Único consuelo de ese fatídico día: minutos después de perder el último aliento de vida, Sandra, joven estudiante de enfermería y aprendiz de flauta, interpreta una oda de su autoría desde la medianoche hasta el amanecer, cuando el helicóptero se lleva el cadáver de quien fuera Edmundo.
Al año siguiente y después de cambiar varias veces de fiscal de derechos humanos, la justicia colombiana, de manera muy excepcional no dejó impune este crimen, uno de los raros casos donde la familia de una víctima de la violencia tiene reparación: su esposa Lina, sus hijos Edmundo Germán y Miguel Andrés, tuvieron apoyo del Estado colombiano hasta los 18 años de ellos y para Lina, pensión de por vida. Hoy, su hijo Edmundo y quien pronunciara las palabras con las que inicié este relato es un hombre adulto.
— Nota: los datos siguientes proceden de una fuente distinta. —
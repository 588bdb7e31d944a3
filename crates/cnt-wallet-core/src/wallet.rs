//! Wallet display controller.
//!
//! Keeps the wallet input in sync with the stored balance: seeds the balance
//! on load and clamps edits when the input loses focus.

use anyhow::Result;
use cnt_storage::{BalanceStore, KeyValueStore, format_number, parse_number};
use std::fmt;
use tracing::{debug, warn};

use crate::config::HomeConfig;
use crate::surface::ValueField;

/// A committed, non-negative balance.
#[derive(Clone, Copy, Debug, Default, PartialEq, PartialOrd)]
pub struct Balance(f64);

impl Balance {
    pub const ZERO: Balance = Balance(0.0);

    /// Clamps negative and non-numeric values to zero. `Infinity` is kept.
    pub fn clamped(value: f64) -> Self {
        if value > 0.0 {
            Balance(value)
        } else {
            Balance::ZERO
        }
    }

    pub fn amount(self) -> f64 {
        self.0
    }
}

impl fmt::Display for Balance {
    fn fmt(&self, f: &mut fmt::Formatter<'_>) -> fmt::Result {
        f.write_str(&format_number(self.0))
    }
}

/// What `load` did with the stored value.
#[derive(Clone, Copy, Debug, PartialEq)]
pub enum LoadOutcome {
    /// Nothing usable was stored; the seed was written and displayed.
    Seeded(f64),
    /// The stored value was displayed as-is.
    Restored(f64),
}

#[derive(Clone, Debug)]
pub struct WalletController<S, F> {
    balances: BalanceStore<S>,
    field: F,
    seed: f64,
}

impl<S, F> WalletController<S, F>
where
    S: KeyValueStore,
    F: ValueField,
{
    pub fn new(balances: BalanceStore<S>, field: F, seed: f64) -> Self {
        Self {
            balances,
            field,
            seed,
        }
    }

    pub fn from_config(store: S, field: F, config: &HomeConfig) -> Self {
        Self::new(
            BalanceStore::with_key(store, config.storage_key.clone()),
            field,
            config.seed_balance,
        )
    }

    /// Page-load initialization.
    ///
    /// A stored zero is indistinguishable from "never set" and gets re-seeded,
    /// as does text that does not parse.
    pub fn load(&self) -> Result<LoadOutcome> {
        let stored = self.balances.read()?;

        if stored == 0.0 || stored.is_nan() {
            self.balances.write(self.seed)?;
            self.field.set_value(&format_number(self.seed));
            debug!(seed = self.seed, "seeded wallet balance");
            return Ok(LoadOutcome::Seeded(self.seed));
        }

        self.field.set_value(&format_number(stored));
        Ok(LoadOutcome::Restored(stored))
    }

    /// Focus-loss commit: parse the field, clamp, persist, re-display.
    ///
    /// A failed write leaves the field as typed.
    pub fn commit(&self) -> Result<Balance> {
        let text = self.field.value();
        let parsed = parse_number(&text);

        if parsed.is_nan() {
            warn!(input = %text, "wallet input is not a number, clamping to 0");
        }
        let balance = Balance::clamped(parsed);

        self.balances.write(balance.amount())?;
        self.field.set_value(&balance.to_string());
        debug!(input = %text, %balance, "committed wallet balance");
        Ok(balance)
    }
}

#[cfg(test)]
mod tests {
    use super::*;
    use crate::surface::fake::FakeField;
    use crate::surface::fake::FailingStore;
    use cnt_storage::{BALANCE_KEY, InMemoryStore};

    impl<S, F> WalletController<S, F> {
        fn field(&self) -> &F {
            &self.field
        }
    }

    fn controller(store: &InMemoryStore) -> WalletController<InMemoryStore, FakeField> {
        WalletController::from_config(store.clone(), FakeField::default(), &HomeConfig::default())
    }

    fn stored(store: &InMemoryStore) -> Option<String> {
        store.get_item(BALANCE_KEY).unwrap()
    }

    #[test]
    fn load_seeds_when_nothing_is_stored() -> Result<()> {
        let store = InMemoryStore::default();
        let wallet = controller(&store);

        assert_eq!(wallet.load()?, LoadOutcome::Seeded(1_000_000.0));
        assert_eq!(stored(&store).as_deref(), Some("1000000"));
        assert_eq!(wallet.field().value(), "1000000");
        Ok(())
    }

    #[test]
    fn load_seeds_every_text_that_converts_to_zero() -> Result<()> {
        for text in ["0", "", "  ", "-0", "0.0", "0x0", "garbage"] {
            let store = InMemoryStore::with_item(BALANCE_KEY, text);
            let wallet = controller(&store);

            assert_eq!(wallet.load()?, LoadOutcome::Seeded(1_000_000.0), "{text:?}");
            assert_eq!(stored(&store).as_deref(), Some("1000000"));
            assert_eq!(wallet.field().value(), "1000000");
        }
        Ok(())
    }

    #[test]
    fn load_restores_positive_balance_without_writing() -> Result<()> {
        let store = InMemoryStore::with_item(BALANCE_KEY, " 250 ");
        let wallet = controller(&store);

        assert_eq!(wallet.load()?, LoadOutcome::Restored(250.0));
        assert_eq!(wallet.field().value(), "250");
        assert_eq!(stored(&store).as_deref(), Some(" 250 "));
        Ok(())
    }

    #[test]
    fn commit_keeps_non_negative_input() -> Result<()> {
        let store = InMemoryStore::default();
        let wallet = controller(&store);
        wallet.load()?;

        for (typed, expected) in [("250", "250"), ("0", "0"), ("12.75", "12.75"), ("0042", "42")] {
            wallet.field().type_text(typed);
            let balance = wallet.commit()?;

            assert_eq!(balance.to_string(), expected);
            assert_eq!(wallet.field().value(), expected);
            assert_eq!(stored(&store).as_deref(), Some(expected));
        }
        Ok(())
    }

    #[test]
    fn commit_clamps_negative_input_to_zero() -> Result<()> {
        let store = InMemoryStore::default();
        let wallet = controller(&store);

        wallet.field().type_text("-5");
        assert_eq!(wallet.commit()?, Balance::ZERO);
        assert_eq!(wallet.field().value(), "0");
        assert_eq!(stored(&store).as_deref(), Some("0"));

        // committing the clamped value again is a no-op
        assert_eq!(wallet.commit()?, Balance::ZERO);
        assert_eq!(wallet.field().value(), "0");
        assert_eq!(stored(&store).as_deref(), Some("0"));
        Ok(())
    }

    #[test]
    fn commit_clamps_malformed_input_to_zero() -> Result<()> {
        let store = InMemoryStore::with_item(BALANCE_KEY, "300");
        let wallet = controller(&store);

        for typed in ["abc", "12abc", "-Infinity", "1e"] {
            wallet.field().type_text(typed);
            assert_eq!(wallet.commit()?, Balance::ZERO, "{typed:?}");
            assert_eq!(wallet.field().value(), "0");
            assert_eq!(stored(&store).as_deref(), Some("0"));
        }
        Ok(())
    }

    #[test]
    fn empty_input_commits_zero() -> Result<()> {
        let store = InMemoryStore::default();
        let wallet = controller(&store);

        wallet.field().type_text("");
        assert_eq!(wallet.commit()?, Balance::ZERO);
        assert_eq!(wallet.field().value(), "0");
        Ok(())
    }

    #[test]
    fn committed_zero_is_reseeded_on_next_load() -> Result<()> {
        let store = InMemoryStore::default();
        let wallet = controller(&store);

        wallet.field().type_text("0");
        wallet.commit()?;

        let reloaded = controller(&store);
        assert_eq!(reloaded.load()?, LoadOutcome::Seeded(1_000_000.0));
        Ok(())
    }

    #[test]
    fn fresh_origin_edit_session() -> Result<()> {
        let store = InMemoryStore::default();
        let wallet = controller(&store);

        wallet.load()?;
        assert_eq!(wallet.field().value(), "1000000");

        wallet.field().type_text("-5");
        wallet.commit()?;
        assert_eq!(wallet.field().value(), "0");
        assert_eq!(stored(&store).as_deref(), Some("0"));

        wallet.field().type_text("250");
        wallet.commit()?;
        assert_eq!(wallet.field().value(), "250");
        assert_eq!(stored(&store).as_deref(), Some("250"));

        // survives a reload
        let reloaded = controller(&store);
        assert_eq!(reloaded.load()?, LoadOutcome::Restored(250.0));
        assert_eq!(reloaded.field().value(), "250");
        Ok(())
    }

    #[test]
    fn clamped_balance_normalizes_negative_zero() {
        assert_eq!(Balance::clamped(-0.0).to_string(), "0");
        assert_eq!(Balance::clamped(f64::NAN), Balance::ZERO);
        assert_eq!(Balance::clamped(3.5).amount(), 3.5);
    }

    #[test]
    fn commit_keeps_positive_infinity() -> Result<()> {
        let store = InMemoryStore::default();
        let wallet = controller(&store);

        for typed in ["Infinity", "1e309"] {
            wallet.field().type_text(typed);
            assert_eq!(wallet.commit()?.amount(), f64::INFINITY, "{typed:?}");
            assert_eq!(wallet.field().value(), "Infinity");
            assert_eq!(stored(&store).as_deref(), Some("Infinity"));
        }

        let reloaded = controller(&store);
        assert_eq!(reloaded.load()?, LoadOutcome::Restored(f64::INFINITY));
        assert_eq!(reloaded.field().value(), "Infinity");
        Ok(())
    }

    #[test]
    fn failed_write_leaves_field_as_typed() {
        let wallet = WalletController::from_config(
            FailingStore::with_item(BALANCE_KEY, "300"),
            FakeField::default(),
            &HomeConfig::default(),
        );

        wallet.field().type_text("-5");
        assert!(wallet.commit().is_err());
        assert_eq!(wallet.field().value(), "-5");
    }

    #[test]
    fn failed_read_fails_load_without_touching_field() {
        let wallet = WalletController::from_config(
            FailingStore::unreadable(),
            FakeField::default(),
            &HomeConfig::default(),
        );

        assert!(wallet.load().is_err());
        assert_eq!(wallet.field().value(), "");
    }

    #[test]
    fn failed_seed_write_fails_load_without_touching_field() {
        let wallet = WalletController::from_config(
            FailingStore::default(),
            FakeField::default(),
            &HomeConfig::default(),
        );

        assert!(wallet.load().is_err());
        assert_eq!(wallet.field().value(), "");
    }
}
Yo tengo unas cuantas primaveras más y ni un solo día de mi vida desde el 19 de septiembre de 1996, dejo de sentir la sinrazón de este país que quiero y odio al mismo tiempo, pues se siguen cometiendo crímenes de lesa humanidad, violaciones a los derechos humanos, genocidios, desplazamiento forzado, desapariciones, falsos positivos y asesinatos a personas del común que como Usted, lector, como otros, como yo, decimos lo que pensamos y creemos que es posible un mundo mejor … y con nuestra cotidiana perseverancia y consecuencia, ejercemos la solidaridad, fraternidad y respeto del Otro, quien quiera que sea y cuales quieran sean sus creencias, origen, etnia, ideología y opción de vida. Este país hermoso, apasionante, contradictorio, violento es a partir de la muerte de Edmundo, “Absurdistán”.